Select, from the material below, each line with "Item" in it.

■ TASK INPUT ■
□ □ □ □ □

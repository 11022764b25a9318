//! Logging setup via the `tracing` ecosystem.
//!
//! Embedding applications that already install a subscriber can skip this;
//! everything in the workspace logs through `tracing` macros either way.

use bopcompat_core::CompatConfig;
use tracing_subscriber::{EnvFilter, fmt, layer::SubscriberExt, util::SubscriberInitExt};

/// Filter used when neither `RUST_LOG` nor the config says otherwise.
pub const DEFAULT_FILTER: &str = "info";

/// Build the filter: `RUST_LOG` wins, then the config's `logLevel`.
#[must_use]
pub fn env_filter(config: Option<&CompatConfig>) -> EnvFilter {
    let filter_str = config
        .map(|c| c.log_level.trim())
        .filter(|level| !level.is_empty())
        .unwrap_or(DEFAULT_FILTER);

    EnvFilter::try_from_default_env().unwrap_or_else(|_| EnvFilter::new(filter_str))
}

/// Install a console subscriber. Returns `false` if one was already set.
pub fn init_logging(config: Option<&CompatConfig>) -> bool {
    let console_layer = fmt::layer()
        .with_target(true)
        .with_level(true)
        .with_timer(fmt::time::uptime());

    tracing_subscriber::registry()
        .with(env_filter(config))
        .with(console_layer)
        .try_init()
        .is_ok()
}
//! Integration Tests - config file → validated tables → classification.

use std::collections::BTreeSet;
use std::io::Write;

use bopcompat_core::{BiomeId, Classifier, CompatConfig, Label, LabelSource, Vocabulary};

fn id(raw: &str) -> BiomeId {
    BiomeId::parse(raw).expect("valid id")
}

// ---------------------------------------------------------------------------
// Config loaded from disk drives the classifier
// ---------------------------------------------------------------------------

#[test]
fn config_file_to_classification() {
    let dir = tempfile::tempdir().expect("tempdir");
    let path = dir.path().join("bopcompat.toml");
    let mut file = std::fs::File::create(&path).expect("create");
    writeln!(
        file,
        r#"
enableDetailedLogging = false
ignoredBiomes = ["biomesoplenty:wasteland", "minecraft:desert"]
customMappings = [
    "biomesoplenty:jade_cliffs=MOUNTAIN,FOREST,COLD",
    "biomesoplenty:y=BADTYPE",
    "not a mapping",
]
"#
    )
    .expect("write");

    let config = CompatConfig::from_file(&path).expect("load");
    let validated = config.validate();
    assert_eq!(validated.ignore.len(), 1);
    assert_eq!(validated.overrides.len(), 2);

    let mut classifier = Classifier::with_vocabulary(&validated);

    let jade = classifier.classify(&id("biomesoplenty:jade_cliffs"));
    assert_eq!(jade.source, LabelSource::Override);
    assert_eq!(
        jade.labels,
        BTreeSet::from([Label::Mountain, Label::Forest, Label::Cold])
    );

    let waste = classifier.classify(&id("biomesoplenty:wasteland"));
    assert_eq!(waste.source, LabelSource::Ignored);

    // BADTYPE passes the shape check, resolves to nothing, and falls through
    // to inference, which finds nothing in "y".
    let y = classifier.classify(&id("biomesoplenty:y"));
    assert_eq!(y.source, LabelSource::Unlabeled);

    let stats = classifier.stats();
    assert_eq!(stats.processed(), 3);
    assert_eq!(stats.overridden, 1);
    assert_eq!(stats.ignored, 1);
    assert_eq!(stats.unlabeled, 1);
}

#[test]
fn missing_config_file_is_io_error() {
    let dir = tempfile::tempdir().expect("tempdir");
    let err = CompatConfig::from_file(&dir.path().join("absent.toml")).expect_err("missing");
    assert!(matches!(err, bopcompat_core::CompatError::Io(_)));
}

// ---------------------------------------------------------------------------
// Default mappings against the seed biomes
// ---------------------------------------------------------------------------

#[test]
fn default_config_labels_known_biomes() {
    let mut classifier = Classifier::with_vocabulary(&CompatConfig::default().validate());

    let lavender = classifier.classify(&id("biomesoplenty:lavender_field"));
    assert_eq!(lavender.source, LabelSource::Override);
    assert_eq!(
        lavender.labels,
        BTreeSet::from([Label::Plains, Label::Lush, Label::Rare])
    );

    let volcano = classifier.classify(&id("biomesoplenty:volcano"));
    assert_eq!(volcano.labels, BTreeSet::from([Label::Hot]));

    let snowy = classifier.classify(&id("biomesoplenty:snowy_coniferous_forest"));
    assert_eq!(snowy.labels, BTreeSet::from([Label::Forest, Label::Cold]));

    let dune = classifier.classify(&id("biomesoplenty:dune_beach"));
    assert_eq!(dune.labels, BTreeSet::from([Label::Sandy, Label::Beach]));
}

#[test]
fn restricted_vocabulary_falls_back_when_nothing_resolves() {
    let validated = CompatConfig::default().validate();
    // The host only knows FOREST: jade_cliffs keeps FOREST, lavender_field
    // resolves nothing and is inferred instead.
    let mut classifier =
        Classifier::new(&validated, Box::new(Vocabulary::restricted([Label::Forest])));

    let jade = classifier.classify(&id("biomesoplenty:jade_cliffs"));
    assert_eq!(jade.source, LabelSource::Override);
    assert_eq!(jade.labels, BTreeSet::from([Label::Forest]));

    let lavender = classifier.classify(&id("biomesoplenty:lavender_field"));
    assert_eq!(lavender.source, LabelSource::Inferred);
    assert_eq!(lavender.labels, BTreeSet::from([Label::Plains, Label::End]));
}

□ □ □ □ □

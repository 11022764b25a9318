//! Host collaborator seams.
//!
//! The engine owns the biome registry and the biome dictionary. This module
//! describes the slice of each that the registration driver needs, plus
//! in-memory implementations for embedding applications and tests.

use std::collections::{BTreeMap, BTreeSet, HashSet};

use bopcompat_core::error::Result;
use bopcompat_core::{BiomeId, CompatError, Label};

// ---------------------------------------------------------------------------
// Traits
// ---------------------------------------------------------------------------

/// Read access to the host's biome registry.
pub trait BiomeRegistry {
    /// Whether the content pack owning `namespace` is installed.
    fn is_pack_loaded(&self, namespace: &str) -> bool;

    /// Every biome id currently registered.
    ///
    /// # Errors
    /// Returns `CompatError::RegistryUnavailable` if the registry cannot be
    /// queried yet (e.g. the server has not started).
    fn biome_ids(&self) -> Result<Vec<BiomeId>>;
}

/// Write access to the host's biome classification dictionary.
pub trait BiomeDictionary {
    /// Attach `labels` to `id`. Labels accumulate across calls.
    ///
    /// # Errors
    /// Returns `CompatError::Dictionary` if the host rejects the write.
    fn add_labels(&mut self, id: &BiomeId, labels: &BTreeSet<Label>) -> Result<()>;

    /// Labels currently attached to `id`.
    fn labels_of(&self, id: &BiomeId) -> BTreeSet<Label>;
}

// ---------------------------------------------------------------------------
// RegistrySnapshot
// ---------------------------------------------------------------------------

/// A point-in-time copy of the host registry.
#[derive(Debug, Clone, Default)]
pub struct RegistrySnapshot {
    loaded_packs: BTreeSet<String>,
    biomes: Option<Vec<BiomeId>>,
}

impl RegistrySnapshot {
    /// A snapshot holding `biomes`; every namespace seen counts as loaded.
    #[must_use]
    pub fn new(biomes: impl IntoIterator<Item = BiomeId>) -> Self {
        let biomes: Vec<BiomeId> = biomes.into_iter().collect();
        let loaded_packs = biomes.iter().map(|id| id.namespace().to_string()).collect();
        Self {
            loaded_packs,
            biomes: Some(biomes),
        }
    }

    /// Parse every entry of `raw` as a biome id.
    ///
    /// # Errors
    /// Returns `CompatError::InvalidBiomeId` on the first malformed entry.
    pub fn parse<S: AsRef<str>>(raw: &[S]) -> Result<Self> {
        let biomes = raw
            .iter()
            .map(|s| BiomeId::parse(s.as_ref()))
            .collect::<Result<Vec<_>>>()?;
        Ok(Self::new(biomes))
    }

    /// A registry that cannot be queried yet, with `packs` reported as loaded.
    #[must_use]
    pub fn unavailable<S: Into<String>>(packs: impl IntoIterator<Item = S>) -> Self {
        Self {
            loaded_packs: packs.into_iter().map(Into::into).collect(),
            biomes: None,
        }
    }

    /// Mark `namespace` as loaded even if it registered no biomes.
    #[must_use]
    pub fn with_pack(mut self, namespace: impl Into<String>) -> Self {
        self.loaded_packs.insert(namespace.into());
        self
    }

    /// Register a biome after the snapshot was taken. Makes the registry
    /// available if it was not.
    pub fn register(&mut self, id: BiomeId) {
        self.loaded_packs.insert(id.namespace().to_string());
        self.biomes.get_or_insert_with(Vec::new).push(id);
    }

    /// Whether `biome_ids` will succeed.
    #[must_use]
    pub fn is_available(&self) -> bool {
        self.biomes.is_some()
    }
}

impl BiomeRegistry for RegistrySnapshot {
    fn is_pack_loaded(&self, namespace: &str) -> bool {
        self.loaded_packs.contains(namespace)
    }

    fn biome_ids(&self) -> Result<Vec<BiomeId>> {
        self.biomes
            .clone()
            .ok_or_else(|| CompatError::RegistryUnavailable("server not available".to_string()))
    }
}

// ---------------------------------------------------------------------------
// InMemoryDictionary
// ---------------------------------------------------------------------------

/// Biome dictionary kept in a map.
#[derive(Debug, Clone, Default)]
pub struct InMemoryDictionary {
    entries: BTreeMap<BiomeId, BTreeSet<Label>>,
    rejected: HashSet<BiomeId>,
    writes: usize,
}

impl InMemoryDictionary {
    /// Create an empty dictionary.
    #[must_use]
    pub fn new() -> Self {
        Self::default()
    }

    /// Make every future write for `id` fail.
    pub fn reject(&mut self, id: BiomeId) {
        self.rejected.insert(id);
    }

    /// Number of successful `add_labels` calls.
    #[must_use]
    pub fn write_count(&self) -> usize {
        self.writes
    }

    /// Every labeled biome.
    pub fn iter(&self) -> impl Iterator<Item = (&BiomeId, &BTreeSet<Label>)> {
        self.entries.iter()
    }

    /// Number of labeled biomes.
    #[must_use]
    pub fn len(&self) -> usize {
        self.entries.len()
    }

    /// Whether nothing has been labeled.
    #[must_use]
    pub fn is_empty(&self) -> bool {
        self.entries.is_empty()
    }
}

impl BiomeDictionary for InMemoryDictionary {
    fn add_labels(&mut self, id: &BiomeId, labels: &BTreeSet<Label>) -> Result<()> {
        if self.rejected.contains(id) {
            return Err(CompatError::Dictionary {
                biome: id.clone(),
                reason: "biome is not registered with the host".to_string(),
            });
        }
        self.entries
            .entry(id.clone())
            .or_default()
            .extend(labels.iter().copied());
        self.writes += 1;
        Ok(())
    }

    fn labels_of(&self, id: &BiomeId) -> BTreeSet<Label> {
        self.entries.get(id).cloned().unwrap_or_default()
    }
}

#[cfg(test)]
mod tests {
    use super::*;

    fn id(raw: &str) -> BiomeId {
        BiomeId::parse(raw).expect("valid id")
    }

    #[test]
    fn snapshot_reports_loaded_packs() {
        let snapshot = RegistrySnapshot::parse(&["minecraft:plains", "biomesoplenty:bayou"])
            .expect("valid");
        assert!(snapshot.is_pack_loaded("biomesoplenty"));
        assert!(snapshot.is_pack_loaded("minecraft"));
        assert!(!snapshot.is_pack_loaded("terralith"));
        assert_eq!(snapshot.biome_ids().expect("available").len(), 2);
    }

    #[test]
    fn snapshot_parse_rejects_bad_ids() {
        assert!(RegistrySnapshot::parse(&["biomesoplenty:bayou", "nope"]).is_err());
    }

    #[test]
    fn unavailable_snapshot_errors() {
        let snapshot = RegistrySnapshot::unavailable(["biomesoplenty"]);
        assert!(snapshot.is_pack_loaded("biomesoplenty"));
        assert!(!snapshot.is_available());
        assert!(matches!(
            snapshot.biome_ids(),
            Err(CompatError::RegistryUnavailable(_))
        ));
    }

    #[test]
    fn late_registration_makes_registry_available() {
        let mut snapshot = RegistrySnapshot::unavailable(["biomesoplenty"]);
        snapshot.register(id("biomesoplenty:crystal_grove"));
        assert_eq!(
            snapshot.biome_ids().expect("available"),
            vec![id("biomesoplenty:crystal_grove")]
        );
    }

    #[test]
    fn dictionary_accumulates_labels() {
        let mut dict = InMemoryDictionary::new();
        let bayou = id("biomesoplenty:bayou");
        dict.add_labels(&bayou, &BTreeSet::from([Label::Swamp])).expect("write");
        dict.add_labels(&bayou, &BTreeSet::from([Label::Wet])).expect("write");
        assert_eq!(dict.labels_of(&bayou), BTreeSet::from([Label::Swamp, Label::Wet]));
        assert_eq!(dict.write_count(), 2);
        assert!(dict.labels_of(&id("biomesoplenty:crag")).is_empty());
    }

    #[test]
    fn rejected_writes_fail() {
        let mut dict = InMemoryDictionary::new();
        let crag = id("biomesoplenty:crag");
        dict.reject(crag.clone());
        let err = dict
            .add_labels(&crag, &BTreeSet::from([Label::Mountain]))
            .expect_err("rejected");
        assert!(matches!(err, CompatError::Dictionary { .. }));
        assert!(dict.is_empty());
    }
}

□ □ □ □ □

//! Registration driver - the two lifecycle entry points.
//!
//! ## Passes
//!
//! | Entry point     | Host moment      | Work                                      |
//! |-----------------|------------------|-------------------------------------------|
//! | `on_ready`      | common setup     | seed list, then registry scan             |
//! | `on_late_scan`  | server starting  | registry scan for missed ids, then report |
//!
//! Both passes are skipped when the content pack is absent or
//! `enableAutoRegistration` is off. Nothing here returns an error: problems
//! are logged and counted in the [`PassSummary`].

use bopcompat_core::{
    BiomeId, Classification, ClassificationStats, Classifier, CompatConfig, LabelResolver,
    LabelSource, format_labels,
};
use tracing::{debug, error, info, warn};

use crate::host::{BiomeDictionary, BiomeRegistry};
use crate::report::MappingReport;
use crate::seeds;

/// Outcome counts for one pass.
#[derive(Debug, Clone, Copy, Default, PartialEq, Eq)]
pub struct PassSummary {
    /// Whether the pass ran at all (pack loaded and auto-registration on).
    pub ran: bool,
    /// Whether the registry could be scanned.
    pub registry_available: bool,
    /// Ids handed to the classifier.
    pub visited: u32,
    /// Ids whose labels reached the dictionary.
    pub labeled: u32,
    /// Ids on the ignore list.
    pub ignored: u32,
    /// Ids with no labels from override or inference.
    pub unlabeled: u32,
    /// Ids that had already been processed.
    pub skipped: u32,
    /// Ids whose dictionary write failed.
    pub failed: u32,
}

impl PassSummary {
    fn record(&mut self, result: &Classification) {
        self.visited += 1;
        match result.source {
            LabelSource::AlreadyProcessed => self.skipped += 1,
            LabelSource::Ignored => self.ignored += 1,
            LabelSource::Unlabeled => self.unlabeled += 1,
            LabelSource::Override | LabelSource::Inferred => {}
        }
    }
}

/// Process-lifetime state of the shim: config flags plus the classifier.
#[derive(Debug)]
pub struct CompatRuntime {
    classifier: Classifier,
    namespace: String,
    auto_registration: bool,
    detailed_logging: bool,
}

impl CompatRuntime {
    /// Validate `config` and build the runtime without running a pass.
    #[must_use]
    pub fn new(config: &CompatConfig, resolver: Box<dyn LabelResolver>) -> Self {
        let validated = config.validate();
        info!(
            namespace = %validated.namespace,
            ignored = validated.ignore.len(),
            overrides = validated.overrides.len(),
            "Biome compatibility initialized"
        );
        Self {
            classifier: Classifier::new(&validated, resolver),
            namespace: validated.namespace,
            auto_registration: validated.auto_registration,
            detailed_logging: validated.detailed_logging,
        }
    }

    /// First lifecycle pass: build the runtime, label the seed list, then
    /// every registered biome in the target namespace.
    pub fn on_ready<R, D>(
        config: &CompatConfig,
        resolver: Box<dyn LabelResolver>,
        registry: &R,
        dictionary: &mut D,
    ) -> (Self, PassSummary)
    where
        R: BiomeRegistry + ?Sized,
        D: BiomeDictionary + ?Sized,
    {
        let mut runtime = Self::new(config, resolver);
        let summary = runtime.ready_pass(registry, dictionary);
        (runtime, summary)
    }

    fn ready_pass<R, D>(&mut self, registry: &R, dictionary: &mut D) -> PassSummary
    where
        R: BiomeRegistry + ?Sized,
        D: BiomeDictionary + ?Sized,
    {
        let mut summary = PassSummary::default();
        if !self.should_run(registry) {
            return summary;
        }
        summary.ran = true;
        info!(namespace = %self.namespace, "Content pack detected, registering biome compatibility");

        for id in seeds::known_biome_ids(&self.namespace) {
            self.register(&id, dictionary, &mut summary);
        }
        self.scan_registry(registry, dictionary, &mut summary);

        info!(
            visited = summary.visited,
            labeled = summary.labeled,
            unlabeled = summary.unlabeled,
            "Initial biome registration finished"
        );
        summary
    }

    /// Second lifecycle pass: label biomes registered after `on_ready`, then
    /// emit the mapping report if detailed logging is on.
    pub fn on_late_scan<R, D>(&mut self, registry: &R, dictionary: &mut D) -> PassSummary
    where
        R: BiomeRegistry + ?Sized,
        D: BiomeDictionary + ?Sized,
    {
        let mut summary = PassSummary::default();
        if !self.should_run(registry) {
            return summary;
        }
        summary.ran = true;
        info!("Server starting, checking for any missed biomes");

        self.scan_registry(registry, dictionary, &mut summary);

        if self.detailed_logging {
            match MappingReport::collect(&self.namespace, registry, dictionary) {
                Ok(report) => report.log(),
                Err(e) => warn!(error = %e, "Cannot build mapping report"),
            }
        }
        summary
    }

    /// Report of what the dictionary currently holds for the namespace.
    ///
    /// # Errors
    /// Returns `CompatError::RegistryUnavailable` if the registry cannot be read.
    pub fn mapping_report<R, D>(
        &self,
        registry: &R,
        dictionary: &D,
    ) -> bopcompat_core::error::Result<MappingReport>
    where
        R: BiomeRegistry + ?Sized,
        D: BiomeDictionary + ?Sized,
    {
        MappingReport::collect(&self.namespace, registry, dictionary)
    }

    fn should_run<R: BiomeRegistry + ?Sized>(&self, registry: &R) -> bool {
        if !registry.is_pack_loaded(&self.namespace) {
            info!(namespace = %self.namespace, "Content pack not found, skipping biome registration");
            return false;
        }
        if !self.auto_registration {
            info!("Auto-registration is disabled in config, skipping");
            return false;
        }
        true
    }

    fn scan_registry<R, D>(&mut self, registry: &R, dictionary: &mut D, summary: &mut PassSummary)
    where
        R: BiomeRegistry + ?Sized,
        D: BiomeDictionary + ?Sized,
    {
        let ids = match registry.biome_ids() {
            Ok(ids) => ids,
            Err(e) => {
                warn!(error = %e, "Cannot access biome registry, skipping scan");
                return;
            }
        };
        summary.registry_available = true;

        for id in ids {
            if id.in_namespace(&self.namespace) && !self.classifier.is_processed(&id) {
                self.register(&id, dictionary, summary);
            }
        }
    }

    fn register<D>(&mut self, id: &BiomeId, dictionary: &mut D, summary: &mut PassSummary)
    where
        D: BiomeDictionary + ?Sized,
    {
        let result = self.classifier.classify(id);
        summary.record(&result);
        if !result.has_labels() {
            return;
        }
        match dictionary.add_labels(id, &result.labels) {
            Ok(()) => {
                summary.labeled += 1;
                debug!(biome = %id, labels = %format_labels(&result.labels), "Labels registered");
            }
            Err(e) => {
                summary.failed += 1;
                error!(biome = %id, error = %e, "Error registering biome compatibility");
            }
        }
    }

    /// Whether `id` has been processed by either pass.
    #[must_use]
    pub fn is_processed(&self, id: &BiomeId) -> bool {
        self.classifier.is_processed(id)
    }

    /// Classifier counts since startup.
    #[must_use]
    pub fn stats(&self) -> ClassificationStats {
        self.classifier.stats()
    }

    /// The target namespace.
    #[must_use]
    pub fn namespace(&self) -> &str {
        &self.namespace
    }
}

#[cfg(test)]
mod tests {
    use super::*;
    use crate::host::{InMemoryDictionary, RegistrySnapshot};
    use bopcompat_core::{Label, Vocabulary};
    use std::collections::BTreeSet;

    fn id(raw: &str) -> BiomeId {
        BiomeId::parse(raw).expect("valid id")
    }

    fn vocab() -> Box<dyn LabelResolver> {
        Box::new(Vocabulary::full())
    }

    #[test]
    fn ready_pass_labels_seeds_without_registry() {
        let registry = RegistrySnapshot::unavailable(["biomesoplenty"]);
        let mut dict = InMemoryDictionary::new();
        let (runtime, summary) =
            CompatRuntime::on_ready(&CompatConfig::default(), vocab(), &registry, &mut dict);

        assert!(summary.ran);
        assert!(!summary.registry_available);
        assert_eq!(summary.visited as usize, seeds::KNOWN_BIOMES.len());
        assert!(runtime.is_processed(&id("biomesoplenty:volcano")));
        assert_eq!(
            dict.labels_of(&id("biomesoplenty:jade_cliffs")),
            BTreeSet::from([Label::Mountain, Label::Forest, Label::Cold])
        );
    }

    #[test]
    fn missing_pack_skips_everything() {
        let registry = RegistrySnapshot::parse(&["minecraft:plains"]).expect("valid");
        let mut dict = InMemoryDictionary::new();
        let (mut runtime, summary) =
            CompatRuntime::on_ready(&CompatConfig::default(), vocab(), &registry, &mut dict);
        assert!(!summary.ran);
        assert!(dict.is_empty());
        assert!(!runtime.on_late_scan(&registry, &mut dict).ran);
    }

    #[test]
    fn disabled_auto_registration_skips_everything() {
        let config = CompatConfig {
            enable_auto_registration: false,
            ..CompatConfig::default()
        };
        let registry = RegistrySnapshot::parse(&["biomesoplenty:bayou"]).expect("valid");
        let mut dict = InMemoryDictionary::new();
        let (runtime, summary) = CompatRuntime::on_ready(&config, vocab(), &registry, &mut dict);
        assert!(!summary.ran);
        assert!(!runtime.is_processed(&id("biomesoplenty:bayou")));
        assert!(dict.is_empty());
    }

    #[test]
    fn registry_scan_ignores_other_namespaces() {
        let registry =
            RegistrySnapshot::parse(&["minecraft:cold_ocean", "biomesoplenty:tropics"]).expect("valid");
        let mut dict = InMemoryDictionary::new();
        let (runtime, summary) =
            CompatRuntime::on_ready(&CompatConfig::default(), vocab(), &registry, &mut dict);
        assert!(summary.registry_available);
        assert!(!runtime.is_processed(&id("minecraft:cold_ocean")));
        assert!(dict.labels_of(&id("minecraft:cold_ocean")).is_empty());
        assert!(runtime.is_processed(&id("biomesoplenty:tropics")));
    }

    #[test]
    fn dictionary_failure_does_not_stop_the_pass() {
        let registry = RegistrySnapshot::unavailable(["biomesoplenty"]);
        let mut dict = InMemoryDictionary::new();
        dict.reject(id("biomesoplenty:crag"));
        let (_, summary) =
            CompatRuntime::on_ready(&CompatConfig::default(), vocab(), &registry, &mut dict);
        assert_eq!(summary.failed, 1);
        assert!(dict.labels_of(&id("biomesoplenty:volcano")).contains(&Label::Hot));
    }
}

□ □ □ □ □

■ ANSWER TO THIS TASK ■
    pub fn new(biomes: impl IntoIterator<Item = BiomeId>) -> Self {
    pub fn unavailable<S: Into<String>>(packs: impl IntoIterator<Item = S>) -> Self {
    pub fn iter(&self) -> impl Iterator<Item = (&BiomeId, &BTreeSet<Label>)> {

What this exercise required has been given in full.